Dataset entries below:

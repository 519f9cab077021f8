//! prioq production server.
//!
//! Serves per-client bounded priority queues over TCP using Tokio, with
//! system time and OS randomness.
//!
//! # Architecture
//!
//! The queue logic in [`prioq_core`] is pure. This crate adds the pieces that
//! touch the outside world:
//!
//! - [`SessionRegistry`]: client id → session map
//! - [`Dispatcher`]: owns the registry and the lock(s); the single entry
//!   point for open, close and every queue operation
//! - [`Connection`]: per-connection state machine (frames in, actions out)
//! - [`TcpTransport`]: framed TCP listener
//! - [`Server`]: runtime that accepts connections, executes connection
//!   actions and sweeps idle sessions
//! - [`SystemEnv`]: production environment (real time, OS RNG)

#![forbid(unsafe_code)]
#![deny(missing_docs)]

mod connection;
mod dispatcher;
mod error;
mod registry;
mod system_env;
mod transport;

use std::{future::Future, net::SocketAddr, sync::Arc, time::Duration};

pub use connection::{Connection, ConnectionAction, ConnectionState};
pub use dispatcher::{DEFAULT_MAX_SESSIONS, Dispatcher, DispatcherConfig, LockingMode};
pub use error::ServerError;
use prioq_core::env::Environment;
pub use registry::{SessionHandle, SessionRegistry};
pub use system_env::SystemEnv;
use tokio::{
    net::TcpStream,
    task::{JoinHandle, JoinSet},
};
pub use transport::{TcpTransport, read_frame, write_frame};

/// Default period between idle-session sweeps.
pub const DEFAULT_SWEEP_INTERVAL: Duration = Duration::from_secs(1);

/// Server configuration for the production runtime.
#[derive(Debug, Clone)]
pub struct ServerRuntimeConfig {
    /// Address to bind to (e.g., "0.0.0.0:7878")
    pub bind_address: String,
    /// Dispatcher configuration (policy, locking, limits)
    pub dispatcher: DispatcherConfig,
    /// How often idle sessions are swept when an idle timeout is set
    pub sweep_interval: Duration,
}

impl Default for ServerRuntimeConfig {
    fn default() -> Self {
        Self {
            bind_address: "0.0.0.0:7878".to_string(),
            dispatcher: DispatcherConfig::default(),
            sweep_interval: DEFAULT_SWEEP_INTERVAL,
        }
    }
}

/// Production prioq server.
///
/// Wraps a [`Dispatcher`] with TCP transport and the system environment.
pub struct Server {
    dispatcher: Arc<Dispatcher<SystemEnv>>,
    transport: TcpTransport,
    sweep_interval: Duration,
}

impl Server {
    /// Create and bind a new server.
    ///
    /// # Errors
    ///
    /// - `ServerError::Config` for an invalid bind address or a zero sweep
    ///   interval
    /// - `ServerError::Transport` if the address cannot be bound
    pub async fn bind(config: ServerRuntimeConfig) -> Result<Self, ServerError> {
        if config.sweep_interval.is_zero() {
            return Err(ServerError::Config("sweep interval must be non-zero".to_string()));
        }

        let transport = TcpTransport::bind(&config.bind_address).await?;
        let dispatcher = Arc::new(Dispatcher::new(SystemEnv::new(), config.dispatcher));

        Ok(Self { dispatcher, transport, sweep_interval: config.sweep_interval })
    }

    /// Local address the server is bound to.
    pub fn local_addr(&self) -> Result<SocketAddr, ServerError> {
        self.transport.local_addr()
    }

    /// Shared dispatcher (for inspection and tests).
    pub fn dispatcher(&self) -> Arc<Dispatcher<SystemEnv>> {
        Arc::clone(&self.dispatcher)
    }

    /// Run until the process is killed.
    pub async fn run(self) -> Result<(), ServerError> {
        self.run_until(std::future::pending()).await
    }

    /// Run until `shutdown` completes, then close every open session.
    ///
    /// Connection tasks are aborted before the sessions are closed, so no
    /// client can reopen a session once shutdown has begun.
    ///
    /// # Errors
    ///
    /// - `ServerError::Internal` if the idle sweeper stops on its own
    pub async fn run_until<F>(self, shutdown: F) -> Result<(), ServerError>
    where
        F: Future<Output = ()>,
    {
        tracing::info!(addr = %self.transport.local_addr()?, "server listening");

        let mut sweeper = self.dispatcher.config().idle_timeout.map(|timeout| {
            tracing::info!(?timeout, interval = ?self.sweep_interval, "idle sweeper enabled");
            tokio::spawn(sweep_idle(Arc::clone(&self.dispatcher), self.sweep_interval))
        });

        tokio::pin!(shutdown);

        let mut connections = JoinSet::new();

        let result = loop {
            tokio::select! {
                () = &mut shutdown => {
                    tracing::info!("shutdown requested");
                    break Ok(());
                },
                exit = sweeper_exit(&mut sweeper) => {
                    break Err(ServerError::Internal(format!("idle sweeper stopped: {exit:?}")));
                },
                Some(finished) = connections.join_next(), if !connections.is_empty() => {
                    if let Err(e) = finished
                        && e.is_panic()
                    {
                        tracing::error!("connection task panicked: {}", e);
                    }
                },
                accepted = self.transport.accept() => match accepted {
                    Ok((stream, peer)) => {
                        let dispatcher = Arc::clone(&self.dispatcher);
                        connections.spawn(async move {
                            if let Err(e) = handle_connection(stream, peer, dispatcher).await {
                                tracing::warn!(%peer, "connection error: {}", e);
                            }
                        });
                    },
                    Err(e) => {
                        tracing::error!("accept error: {}", e);
                    },
                },
            }
        };

        if let Some(handle) = sweeper.take() {
            handle.abort();
        }

        let live = connections.len();
        connections.shutdown().await;
        tracing::info!(connections = live, "connections closed");

        self.dispatcher.shutdown();
        result
    }
}

impl std::fmt::Debug for Server {
    fn fmt(&self, f: &mut std::fmt::Formatter<'_>) -> std::fmt::Result {
        f.debug_struct("Server")
            .field("dispatcher", &self.dispatcher)
            .field("transport", &self.transport)
            .finish_non_exhaustive()
    }
}

/// Periodically close sessions that have been idle too long.
async fn sweep_idle<E: Environment>(dispatcher: Arc<Dispatcher<E>>, interval: Duration) {
    loop {
        dispatcher.env().sleep(interval).await;

        let expired = dispatcher.expire_idle();
        if !expired.is_empty() {
            tracing::debug!(count = expired.len(), "idle sweep closed sessions");
        }
    }
}

/// Resolves only if the sweeper task ends; pends forever without one.
async fn sweeper_exit(sweeper: &mut Option<JoinHandle<()>>) -> Result<(), tokio::task::JoinError> {
    match sweeper {
        Some(handle) => handle.await,
        None => std::future::pending().await,
    }
}

/// Drive one TCP connection until it closes.
///
/// The bound session, if any, is closed however the loop ends.
async fn handle_connection(
    stream: TcpStream,
    peer: SocketAddr,
    dispatcher: Arc<Dispatcher<SystemEnv>>,
) -> Result<(), ServerError> {
    let (mut reader, mut writer) = stream.into_split();
    let mut connection = Connection::new(dispatcher.env().random_u64(), dispatcher);
    let connection_id = connection.connection_id();
    tracing::debug!(connection_id, %peer, "new connection");

    let result = 'frames: loop {
        let frame = match read_frame(&mut reader).await {
            Ok(Some(frame)) => frame,
            Ok(None) => break Ok(()),
            Err(e) => break Err(e),
        };

        for action in connection.handle_frame(&frame) {
            match action {
                ConnectionAction::SendFrame(reply) => {
                    if let Err(e) = write_frame(&mut writer, &reply).await {
                        break 'frames Err(e);
                    }
                },
                ConnectionAction::Close { reason } => {
                    tracing::info!(connection_id, %reason, "closing connection");
                    break 'frames Ok(());
                },
            }
        }
    };

    connection.disconnect();
    tracing::debug!(connection_id, "connection closed");
    result
}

End of Dataset entries.

What you need to do: Output the data in full, please, exactly as written.

Answer box:
repository 519f9cab077021f8
//! prioq production server.
//!
//! Serves per-client bounded priority queues over TCP using Tokio, with
//! system time and OS randomness.
//!
//! # Architecture
//!
//! The queue logic in [`prioq_core`] is pure. This crate adds the pieces that
//! touch the outside world:
//!
//! - [`SessionRegistry`]: client id → session map
//! - [`Dispatcher`]: owns the registry and the lock(s); the single entry
//!   point for open, close and every queue operation
//! - [`Connection`]: per-connection state machine (frames in, actions out)
//! - [`TcpTransport`]: framed TCP listener
//! - [`Server`]: runtime that accepts connections, executes connection
//!   actions and sweeps idle sessions
//! - [`SystemEnv`]: production environment (real time, OS RNG)

#![forbid(unsafe_code)]
#![deny(missing_docs)]

mod connection;
mod dispatcher;
mod error;
mod registry;
mod system_env;
mod transport;

use std::{future::Future, net::SocketAddr, sync::Arc, time::Duration};

pub use connection::{Connection, ConnectionAction, ConnectionState};
pub use dispatcher::{DEFAULT_MAX_SESSIONS, Dispatcher, DispatcherConfig, LockingMode};
pub use error::ServerError;
use prioq_core::env::Environment;
pub use registry::{SessionHandle, SessionRegistry};
pub use system_env::SystemEnv;
use tokio::{
    net::TcpStream,
    task::{JoinHandle, JoinSet},
};
pub use transport::{TcpTransport, read_frame, write_frame};

/// Default period between idle-session sweeps.
pub const DEFAULT_SWEEP_INTERVAL: Duration = Duration::from_secs(1);

/// Server configuration for the production runtime.
#[derive(Debug, Clone)]
pub struct ServerRuntimeConfig {
    /// Address to bind to (e.g., "0.0.0.0:7878")
    pub bind_address: String,
    /// Dispatcher configuration (policy, locking, limits)
    pub dispatcher: DispatcherConfig,
    /// How often idle sessions are swept when an idle timeout is set
    pub sweep_interval: Duration,
}

impl Default for ServerRuntimeConfig {
    fn default() -> Self {
        Self {
            bind_address: "0.0.0.0:7878".to_string(),
            dispatcher: DispatcherConfig::default(),
            sweep_interval: DEFAULT_SWEEP_INTERVAL,
        }
    }
}

/// Production prioq server.
///
/// Wraps a [`Dispatcher`] with TCP transport and the system environment.
pub struct Server {
    dispatcher: Arc<Dispatcher<SystemEnv>>,
    transport: TcpTransport,
    sweep_interval: Duration,
}

impl Server {
    /// Create and bind a new server.
    ///
    /// # Errors
    ///
    /// - `ServerError::Config` for an invalid bind address or a zero sweep
    ///   interval
    /// - `ServerError::Transport` if the address cannot be bound
    pub async fn bind(config: ServerRuntimeConfig) -> Result<Self, ServerError> {
        if config.sweep_interval.is_zero() {
            return Err(ServerError::Config("sweep interval must be non-zero".to_string()));
        }

        let transport = TcpTransport::bind(&config.bind_address).await?;
        let dispatcher = Arc::new(Dispatcher::new(SystemEnv::new(), config.dispatcher));

        Ok(Self { dispatcher, transport, sweep_interval: config.sweep_interval })
    }

    /// Local address the server is bound to.
    pub fn local_addr(&self) -> Result<SocketAddr, ServerError> {
        self.transport.local_addr()
    }

    /// Shared dispatcher (for inspection and tests).
    pub fn dispatcher(&self) -> Arc<Dispatcher<SystemEnv>> {
        Arc::clone(&self.dispatcher)
    }

    /// Run until the process is killed.
    pub async fn run(self) -> Result<(), ServerError> {
        self.run_until(std::future::pending()).await
    }

    /// Run until `shutdown` completes, then close every open session.
    ///
    /// Connection tasks are aborted before the sessions are closed, so no
    /// client can reopen a session once shutdown has begun.
    ///
    /// # Errors
    ///
    /// - `ServerError::Internal` if the idle sweeper stops on its own
    pub async fn run_until<F>(self, shutdown: F) -> Result<(), ServerError>
    where
        F: Future<Output = ()>,
    {
        tracing::info!(addr = %self.transport.local_addr()?, "server listening");

        let mut sweeper = self.dispatcher.config().idle_timeout.map(|timeout| {
            tracing::info!(?timeout, interval = ?self.sweep_interval, "idle sweeper enabled");
            tokio::spawn(sweep_idle(Arc::clone(&self.dispatcher), self.sweep_interval))
        });

        tokio::pin!(shutdown);

        let mut connections = JoinSet::new();

        let result = loop {
            tokio::select! {
                () = &mut shutdown => {
                    tracing::info!("shutdown requested");
                    break Ok(());
                },
                exit = sweeper_exit(&mut sweeper) => {
                    break Err(ServerError::Internal(format!("idle sweeper stopped: {exit:?}")));
                },
                Some(finished) = connections.join_next(), if !connections.is_empty() => {
                    if let Err(e) = finished
                        && e.is_panic()
                    {
                        tracing::error!("connection task panicked: {}", e);
                    }
                },
                accepted = self.transport.accept() => match accepted {
                    Ok((stream, peer)) => {
                        let dispatcher = Arc::clone(&self.dispatcher);
                        connections.spawn(async move {
                            if let Err(e) = handle_connection(stream, peer, dispatcher).await {
                                tracing::warn!(%peer, "connection error: {}", e);
                            }
                        });
                    },
                    Err(e) => {
                        tracing::error!("accept error: {}", e);
                    },
                },
            }
        };

        if let Some(handle) = sweeper.take() {
            handle.abort();
        }

        let live = connections.len();
        connections.shutdown().await;
        tracing::info!(connections = live, "connections closed");

        self.dispatcher.shutdown();
        result
    }
}

impl std::fmt::Debug for Server {
    fn fmt(&self, f: &mut std::fmt::Formatter<'_>) -> std::fmt::Result {
        f.debug_struct("Server")
            .field("dispatcher", &self.dispatcher)
            .field("transport", &self.transport)
            .finish_non_exhaustive()
    }
}

/// Periodically close sessions that have been idle too long.
async fn sweep_idle<E: Environment>(dispatcher: Arc<Dispatcher<E>>, interval: Duration) {
    loop {
        dispatcher.env().sleep(interval).await;

        let expired = dispatcher.expire_idle();
        if !expired.is_empty() {
            tracing::debug!(count = expired.len(), "idle sweep closed sessions");
        }
    }
}

/// Resolves only if the sweeper task ends; pends forever without one.
async fn sweeper_exit(sweeper: &mut Option<JoinHandle<()>>) -> Result<(), tokio::task::JoinError> {
    match sweeper {
        Some(handle) => handle.await,
        None => std::future::pending().await,
    }
}

/// Drive one TCP connection until it closes.
///
/// The bound session, if any, is closed however the loop ends.
async fn handle_connection(
    stream: TcpStream,
    peer: SocketAddr,
    dispatcher: Arc<Dispatcher<SystemEnv>>,
) -> Result<(), ServerError> {
    let (mut reader, mut writer) = stream.into_split();
    let mut connection = Connection::new(dispatcher.env().random_u64(), dispatcher);
    let connection_id = connection.connection_id();
    tracing::debug!(connection_id, %peer, "new connection");

    let result = 'frames: loop {
        let frame = match read_frame(&mut reader).await {
            Ok(Some(frame)) => frame,
            Ok(None) => break Ok(()),
            Err(e) => break Err(e),
        };

        for action in connection.handle_frame(&frame) {
            match action {
                ConnectionAction::SendFrame(reply) => {
                    if let Err(e) = write_frame(&mut writer, &reply).await {
                        break 'frames Err(e);
                    }
                },
                ConnectionAction::Close { reason } => {
                    tracing::info!(connection_id, %reason, "closing connection");
                    break 'frames Ok(());
                },
            }
        }
    };

    connection.disconnect();
    tracing::debug!(connection_id, "connection closed");
    result
}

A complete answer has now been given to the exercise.